[Material provided Boundary: Start]

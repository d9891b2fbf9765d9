// tests/integration_test.rs
use std::process::Command;

use git2::Repository;
use tempfile::TempDir;

fn release_cycle(dir: &TempDir) -> Command {
    let mut command = Command::new(env!("CARGO_BIN_EXE_release-cycle"));
    command
        .current_dir(dir.path())
        .env("XDG_CONFIG_HOME", dir.path())
        .env("HOME", dir.path())
        .env_remove("INPUT_ACTION")
        .env_remove("INPUT_VERSION-FILE")
        .env_remove("INPUT_REPO-TOKEN")
        .env_remove("GITHUB_ACTIONS");
    command
}

#[test]
fn test_release_cycle_help() {
    let dir = TempDir::new().expect("Could not create temp dir");
    let output = release_cycle(&dir)
        .arg("--help")
        .output()
        .expect("Failed to execute command");

    assert!(output.status.success());
    let stdout = String::from_utf8(output.stdout).unwrap();
    assert!(stdout.contains("--action"));
    assert!(stdout.contains("--version-file"));
    assert!(stdout.contains("--repo-token"));
}

#[test]
fn test_missing_inputs_are_rejected() {
    let dir = TempDir::new().expect("Could not create temp dir");
    let output = release_cycle(&dir)
        .output()
        .expect("Failed to execute command");

    assert_eq!(output.status.code(), Some(2));
}

#[test]
fn test_inputs_read_from_action_environment() {
    let dir = TempDir::new().expect("Could not create temp dir");
    Repository::init(dir.path()).expect("Could not init git repo");

    let output = release_cycle(&dir)
        .env("INPUT_ACTION", "publish")
        .env("INPUT_VERSION-FILE", "package.json")
        .env("INPUT_REPO-TOKEN", "secret-token")
        .env("GITHUB_ACTIONS", "true")
        .output()
        .expect("Failed to execute command");

    assert_eq!(output.status.code(), Some(1));
    let stdout = String::from_utf8(output.stdout).unwrap();
    let stderr = String::from_utf8(output.stderr).unwrap();
    assert!(stdout.contains("::error::Unknown action: publish"), "stdout: {}", stdout);
    assert!(stderr.contains("Unknown action: publish"), "stderr: {}", stderr);
    assert!(!stdout.contains("secret-token"));
    assert!(!stderr.contains("secret-token"));
}

#[test]
fn test_outside_repository_fails() {
    let dir = TempDir::new().expect("Could not create temp dir");
    let output = release_cycle(&dir)
        .args(["--action", "prerelease", "--version-file", "package.json"])
        .args(["--repo-token", "secret-token"])
        .output()
        .expect("Failed to execute command");

    assert_eq!(output.status.code(), Some(1));
    let stderr = String::from_utf8(output.stderr).unwrap();
    assert!(stderr.contains("Not inside a git repository"), "stderr: {}", stderr);
}
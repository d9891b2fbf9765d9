//! Git operations abstraction layer
//!
//! This module provides a trait-based abstraction over the version-control
//! operations the release workflow needs, with a real implementation and a
//! mock for testing.
//!
//! # Overview
//!
//! - [repository::Git2Repository]: A real implementation using the `git2` crate
//! - [mock::MockRepository]: A recording implementation for testing
//!
//! The working tree is a single shared resource, so every operation that
//! changes it (staging, committing, tagging, checkouts, fetches, pushes)
//! takes `&mut self`. Whoever holds the mutable handle owns the checkout.
//!
//! ```rust
//! # use release_cycle::git::Repository;
//! # fn example<R: Repository>(repo: &mut R) -> release_cycle::Result<()> {
//! let head = repo.head_commit()?;
//! let commit = repo.commit("CI: Prerelease: 1.2.4-0")?;
//! repo.create_tag("1.2.4-0", commit)?;
//! let changes = repo.log_range(head, commit)?;
//! # Ok(())
//! # }
//! ```

pub mod mock;
pub mod repository;

pub use mock::{GitOperation, MockRepository};
pub use repository::Git2Repository;

use crate::error::Result;
use git2::Oid;
use std::path::Path;

/// One commit as reported by the history log.
#[derive(Debug, Clone, PartialEq, Eq)]
pub struct CommitLogEntry {
    /// Full commit hash
    pub hash: String,
    pub author_name: String,
    pub author_email: String,
    /// First line of the commit message
    pub subject: String,
    /// Remainder of the commit message after the subject, if any
    pub body: Option<String>,
}

impl CommitLogEntry {
    /// The 7-character abbreviated hash.
    pub fn short_hash(&self) -> &str {
        self.hash.get(..7).unwrap_or(&self.hash)
    }
}

/// Version-control capability consumed by the release workflow.
///
/// ## Error Handling
///
/// All methods return [crate::error::Result<T>]. Implementations map their
/// underlying errors (like `git2::Error`) to [crate::error::ReleaseError].
pub trait Repository {
    /// The most recent commit on the current checkout.
    fn head_commit(&self) -> Result<Oid>;

    /// Name of the checked-out branch, or `None` when HEAD is detached.
    fn current_branch(&self) -> Result<Option<String>>;

    /// Push URL of the named remote, or `None` if no such remote exists.
    ///
    /// Falls back to the fetch URL when no explicit push URL is configured.
    fn remote_push_url(&self, remote: &str) -> Result<Option<String>>;

    /// Sets the author/committer identity for commits created by this handle.
    fn set_identity(&mut self, name: &str, email: &str) -> Result<()>;

    /// Stages every working-tree change, including deletions.
    fn stage_all(&mut self) -> Result<()>;

    /// Commits the staged index on top of HEAD.
    fn commit(&mut self, message: &str) -> Result<Oid>;

    /// Commits only the given paths on top of HEAD.
    fn commit_paths(&mut self, message: &str, paths: &[&Path]) -> Result<Oid>;

    /// Creates a lightweight tag pointing at `target`.
    fn create_tag(&mut self, name: &str, target: Oid) -> Result<()>;

    /// Pushes `branch` and the listed tags to `remote`.
    fn push_branch(&mut self, remote: &str, branch: &str, tags: &[&str]) -> Result<()>;

    /// Pushes every local tag to `remote`.
    fn push_tags(&mut self, remote: &str) -> Result<()>;

    /// Fetches all branches and tags from `remote`.
    fn fetch(&mut self, remote: &str) -> Result<()>;

    /// Fetches the complete history from `remote` if the clone is shallow.
    fn unshallow(&mut self, remote: &str) -> Result<()>;

    /// Switches the working tree to a local branch, creating it from
    /// `<remote>/<branch>` when it does not exist yet.
    fn checkout_branch(&mut self, remote: &str, branch: &str) -> Result<()>;

    /// Switches the working tree to a commit with a detached HEAD.
    fn checkout_detached(&mut self, commit: Oid) -> Result<()>;

    /// Resolves a tag name, branch name or hash to a commit.
    fn resolve_commit(&self, reference: &str) -> Result<Oid>;

    /// Commits reachable from `to` but not from `from`, newest first.
    fn log_range(&self, from: Oid, to: Oid) -> Result<Vec<CommitLogEntry>>;

    /// The root commit of the history reachable from `from`.
    fn earliest_commit(&self, from: Oid) -> Result<Oid>;
}

#[cfg(test)]
mod tests {
    use super::*;

    #[test]
    fn test_short_hash() {
        let entry = CommitLogEntry {
            hash: "0123456789abcdef".to_string(),
            author_name: "Ada".to_string(),
            author_email: "ada@example.com".to_string(),
            subject: "Add widgets".to_string(),
            body: None,
        };
        assert_eq!(entry.short_hash(), "0123456");
    }

    #[test]
    fn test_short_hash_of_short_input() {
        let entry = CommitLogEntry {
            hash: "abc".to_string(),
            author_name: String::new(),
            author_email: String::new(),
            subject: String::new(),
            body: None,
        };
        assert_eq!(entry.short_hash(), "abc");
    }
}
use std::cell::RefCell;

use super::{HostingPlatform, LatestRelease, ReleaseDraft, ReleaseHandle};
use crate::error::{ReleaseError, Result};
use crate::locator::RepoIdentity;

/// In-memory hosting platform for testing
///
/// Records every draft it receives. Failures can be scripted per endpoint.
pub struct MockHosting {
    default_branch: String,
    latest_release: Option<String>,
    latest_release_error: Option<String>,
    reject_release: Option<String>,
    drafts: RefCell<Vec<ReleaseDraft>>,
}

impl MockHosting {
    /// A platform reporting `default_branch` and no releases
    pub fn new(default_branch: impl Into<String>) -> Self {
        MockHosting {
            default_branch: default_branch.into(),
            latest_release: None,
            latest_release_error: None,
            reject_release: None,
            drafts: RefCell::new(Vec::new()),
        }
    }

    /// Report `tag` as the latest published release
    pub fn with_latest_release(mut self, tag: impl Into<String>) -> Self {
        self.latest_release = Some(tag.into());
        self
    }

    /// Fail latest-release lookups with `message`
    pub fn with_latest_release_error(mut self, message: impl Into<String>) -> Self {
        self.latest_release_error = Some(message.into());
        self
    }

    /// Reject release creation with `message`
    pub fn rejecting_releases(mut self, message: impl Into<String>) -> Self {
        self.reject_release = Some(message.into());
        self
    }

    /// Drafts submitted so far
    pub fn drafts(&self) -> Vec<ReleaseDraft> {
        self.drafts.borrow().clone()
    }
}

impl HostingPlatform for MockHosting {
    fn default_branch(&self, _repo: &RepoIdentity) -> Result<String> {
        Ok(self.default_branch.clone())
    }

    fn latest_release(&self, _repo: &RepoIdentity) -> Result<LatestRelease> {
        if let Some(message) = &self.latest_release_error {
            return Err(ReleaseError::hosting(message.clone()));
        }
        Ok(match &self.latest_release {
            Some(tag) => LatestRelease::Found {
                tag_name: tag.clone(),
            },
            None => LatestRelease::NotFound,
        })
    }

    fn create_release(&self, repo: &RepoIdentity, draft: &ReleaseDraft) -> Result<ReleaseHandle> {
        if let Some(message) = &self.reject_release {
            return Err(ReleaseError::hosting(message.clone()));
        }

        let mut drafts = self.drafts.borrow_mut();
        drafts.push(draft.clone());
        let id = drafts.len() as u64;

        Ok(ReleaseHandle {
            id,
            name: draft.title.clone(),
            url: format!(
                "https://github.com/{}/{}/releases/tag/{}",
                repo.organization, repo.repository, draft.tag_name
            ),
        })
    }
}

[Material provided Boundary: End]

Your instructions -
From the data above, output only the lines between the line containing "## Error Handling" and the line containing "fn current_branch(&self) ->", inclusive, exactly as written.

Response to the exercise -
/// ## Error Handling
///
/// All methods return [crate::error::Result<T>]. Implementations map their
/// underlying errors (like `git2::Error`) to [crate::error::ReleaseError].
pub trait Repository {
    /// The most recent commit on the current checkout.
    fn head_commit(&self) -> Result<Oid>;

    /// Name of the checked-out branch, or `None` when HEAD is detached.
    fn current_branch(&self) -> Result<Option<String>>;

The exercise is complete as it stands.